▶ Task to carry out: Keeping every character in place, output all the data.

····················

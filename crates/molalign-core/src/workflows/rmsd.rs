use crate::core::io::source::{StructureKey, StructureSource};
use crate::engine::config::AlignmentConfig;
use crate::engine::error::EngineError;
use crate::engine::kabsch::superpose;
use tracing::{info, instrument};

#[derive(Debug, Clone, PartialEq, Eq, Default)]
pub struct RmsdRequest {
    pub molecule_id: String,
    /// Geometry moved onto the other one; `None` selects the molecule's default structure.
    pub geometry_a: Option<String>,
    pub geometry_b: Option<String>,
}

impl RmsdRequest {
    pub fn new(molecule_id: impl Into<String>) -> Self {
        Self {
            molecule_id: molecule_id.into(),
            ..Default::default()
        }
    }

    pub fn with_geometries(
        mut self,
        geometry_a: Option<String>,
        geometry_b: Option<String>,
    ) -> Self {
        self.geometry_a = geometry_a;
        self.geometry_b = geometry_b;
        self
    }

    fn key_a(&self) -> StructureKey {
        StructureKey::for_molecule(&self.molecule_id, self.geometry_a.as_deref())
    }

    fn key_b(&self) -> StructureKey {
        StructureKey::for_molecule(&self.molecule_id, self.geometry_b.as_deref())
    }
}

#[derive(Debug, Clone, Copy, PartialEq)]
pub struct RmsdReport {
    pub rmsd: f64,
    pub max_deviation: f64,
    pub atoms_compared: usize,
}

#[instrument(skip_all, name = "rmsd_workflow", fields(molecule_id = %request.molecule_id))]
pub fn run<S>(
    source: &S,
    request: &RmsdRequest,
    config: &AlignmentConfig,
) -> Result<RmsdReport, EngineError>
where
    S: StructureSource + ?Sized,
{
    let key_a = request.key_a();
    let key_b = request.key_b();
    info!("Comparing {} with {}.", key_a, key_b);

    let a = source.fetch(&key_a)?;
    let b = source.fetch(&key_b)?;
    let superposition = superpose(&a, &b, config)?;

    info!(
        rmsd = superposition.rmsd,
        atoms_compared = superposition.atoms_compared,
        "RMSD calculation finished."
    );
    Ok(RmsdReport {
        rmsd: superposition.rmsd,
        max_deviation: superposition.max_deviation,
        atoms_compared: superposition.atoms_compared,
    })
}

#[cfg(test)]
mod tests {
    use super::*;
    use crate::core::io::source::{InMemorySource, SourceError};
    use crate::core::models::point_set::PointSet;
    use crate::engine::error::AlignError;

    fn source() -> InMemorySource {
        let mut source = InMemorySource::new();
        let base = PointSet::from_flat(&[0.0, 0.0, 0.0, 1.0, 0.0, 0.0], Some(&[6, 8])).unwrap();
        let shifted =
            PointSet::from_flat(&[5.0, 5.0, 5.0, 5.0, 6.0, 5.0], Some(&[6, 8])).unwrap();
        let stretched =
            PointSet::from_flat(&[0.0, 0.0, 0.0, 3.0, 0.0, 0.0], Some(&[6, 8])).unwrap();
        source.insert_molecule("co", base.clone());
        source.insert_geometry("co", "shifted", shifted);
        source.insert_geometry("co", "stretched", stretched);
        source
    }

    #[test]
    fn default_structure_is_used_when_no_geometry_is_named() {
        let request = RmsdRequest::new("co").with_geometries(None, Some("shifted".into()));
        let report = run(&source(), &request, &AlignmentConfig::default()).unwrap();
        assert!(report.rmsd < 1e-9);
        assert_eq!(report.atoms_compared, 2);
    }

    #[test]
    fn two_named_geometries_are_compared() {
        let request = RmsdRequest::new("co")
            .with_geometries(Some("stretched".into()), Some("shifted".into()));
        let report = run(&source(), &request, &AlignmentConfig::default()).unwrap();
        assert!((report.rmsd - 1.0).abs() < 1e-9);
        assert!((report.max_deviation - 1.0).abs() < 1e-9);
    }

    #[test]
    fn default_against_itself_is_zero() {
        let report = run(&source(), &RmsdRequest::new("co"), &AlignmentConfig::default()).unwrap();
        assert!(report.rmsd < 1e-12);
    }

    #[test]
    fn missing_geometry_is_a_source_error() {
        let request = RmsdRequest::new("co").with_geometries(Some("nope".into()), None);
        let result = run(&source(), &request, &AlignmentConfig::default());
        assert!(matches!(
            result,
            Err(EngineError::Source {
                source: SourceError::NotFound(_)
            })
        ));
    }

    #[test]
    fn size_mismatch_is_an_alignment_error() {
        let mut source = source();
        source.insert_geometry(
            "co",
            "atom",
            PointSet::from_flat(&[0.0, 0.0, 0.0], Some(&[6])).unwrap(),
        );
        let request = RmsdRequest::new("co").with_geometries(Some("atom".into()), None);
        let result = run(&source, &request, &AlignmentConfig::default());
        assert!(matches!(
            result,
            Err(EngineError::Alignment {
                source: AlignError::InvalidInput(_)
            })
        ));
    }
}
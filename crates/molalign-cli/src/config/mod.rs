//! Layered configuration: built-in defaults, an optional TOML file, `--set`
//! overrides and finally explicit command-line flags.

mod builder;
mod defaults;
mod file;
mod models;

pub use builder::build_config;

····················

▶ Solution for this problem:
filename crates/molalign-core/src/workflows/rmsd.rs
use crate::core::io::source::{StructureKey, StructureSource};
use crate::engine::config::AlignmentConfig;
use crate::engine::error::EngineError;
use crate::engine::kabsch::superpose;
use tracing::{info, instrument};

#[derive(Debug, Clone, PartialEq, Eq, Default)]
pub struct RmsdRequest {
    pub molecule_id: String,
    /// Geometry moved onto the other one; `None` selects the molecule's default structure.
    pub geometry_a: Option<String>,
    pub geometry_b: Option<String>,
}

impl RmsdRequest {
    pub fn new(molecule_id: impl Into<String>) -> Self {
        Self {
            molecule_id: molecule_id.into(),
            ..Default::default()
        }
    }

    pub fn with_geometries(
        mut self,
        geometry_a: Option<String>,
        geometry_b: Option<String>,
    ) -> Self {
        self.geometry_a = geometry_a;
        self.geometry_b = geometry_b;
        self
    }

    fn key_a(&self) -> StructureKey {
        StructureKey::for_molecule(&self.molecule_id, self.geometry_a.as_deref())
    }

    fn key_b(&self) -> StructureKey {
        StructureKey::for_molecule(&self.molecule_id, self.geometry_b.as_deref())
    }
}

#[derive(Debug, Clone, Copy, PartialEq)]
pub struct RmsdReport {
    pub rmsd: f64,
    pub max_deviation: f64,
    pub atoms_compared: usize,
}

#[instrument(skip_all, name = "rmsd_workflow", fields(molecule_id = %request.molecule_id))]
pub fn run<S>(
    source: &S,
    request: &RmsdRequest,
    config: &AlignmentConfig,
) -> Result<RmsdReport, EngineError>
where
    S: StructureSource + ?Sized,
{
    let key_a = request.key_a();
    let key_b = request.key_b();
    info!("Comparing {} with {}.", key_a, key_b);

    let a = source.fetch(&key_a)?;
    let b = source.fetch(&key_b)?;
    let superposition = superpose(&a, &b, config)?;

    info!(
        rmsd = superposition.rmsd,
        atoms_compared = superposition.atoms_compared,
        "RMSD calculation finished."
    );
    Ok(RmsdReport {
        rmsd: superposition.rmsd,
        max_deviation: superposition.max_deviation,
        atoms_compared: superposition.atoms_compared,
    })
}

#[cfg(test)]
mod tests {
    use super::*;
    use crate::core::io::source::{InMemorySource, SourceError};
    use crate::core::models::point_set::PointSet;
    use crate::engine::error::AlignError;

    fn source() -> InMemorySource {
        let mut source = InMemorySource::new();
        let base = PointSet::from_flat(&[0.0, 0.0, 0.0, 1.0, 0.0, 0.0], Some(&[6, 8])).unwrap();
        let shifted =
            PointSet::from_flat(&[5.0, 5.0, 5.0, 5.0, 6.0, 5.0], Some(&[6, 8])).unwrap();
        let stretched =
            PointSet::from_flat(&[0.0, 0.0, 0.0, 3.0, 0.0, 0.0], Some(&[6, 8])).unwrap();
        source.insert_molecule("co", base.clone());
        source.insert_geometry("co", "shifted", shifted);
        source.insert_geometry("co", "stretched", stretched);
        source
    }

    #[test]
    fn default_structure_is_used_when_no_geometry_is_named() {
        let request = RmsdRequest::new("co").with_geometries(None, Some("shifted".into()));
        let report = run(&source(), &request, &AlignmentConfig::default()).unwrap();
        assert!(report.rmsd < 1e-9);
        assert_eq!(report.atoms_compared, 2);
    }

    #[test]
    fn two_named_geometries_are_compared() {
        let request = RmsdRequest::new("co")
            .with_geometries(Some("stretched".into()), Some("shifted".into()));
        let report = run(&source(), &request, &AlignmentConfig::default()).unwrap();
        assert!((report.rmsd - 1.0).abs() < 1e-9);
        assert!((report.max_deviation - 1.0).abs() < 1e-9);
    }

    #[test]
    fn default_against_itself_is_zero() {
        let report = run(&source(), &RmsdRequest::new("co"), &AlignmentConfig::default()).unwrap();
        assert!(report.rmsd < 1e-12);
    }

    #[test]
    fn missing_geometry_is_a_source_error() {
        let request = RmsdRequest::new("co").with_geometries(Some("nope".into()), None);
        let result = run(&source(), &request, &AlignmentConfig::default());
        assert!(matches!(
            result,
            Err(EngineError::Source {
                source: SourceError::NotFound(_)
            })
        ));
    }

    #[test]
    fn size_mismatch_is_an_alignment_error() {
        let mut source = source();
        source.insert_geometry(
            "co",
            "atom",
            PointSet::from_flat(&[0.0, 0.0, 0.0], Some(&[6])).unwrap(),
        );
        let request = RmsdRequest::new("co").with_geometries(Some("atom".into()), None);
        let result = run(&source, &request, &AlignmentConfig::default());
        assert!(matches!(
            result,
            Err(EngineError::Alignment {
                source: AlignError::InvalidInput(_)
            })
        ));
    }
}
filename crates/molalign-cli/src/config/mod.rs
//! Layered configuration: built-in defaults, an optional TOML file, `--set`
//! overrides and finally explicit command-line flags.

mod builder;
mod defaults;
mod file;
mod models;

pub use builder::build_config;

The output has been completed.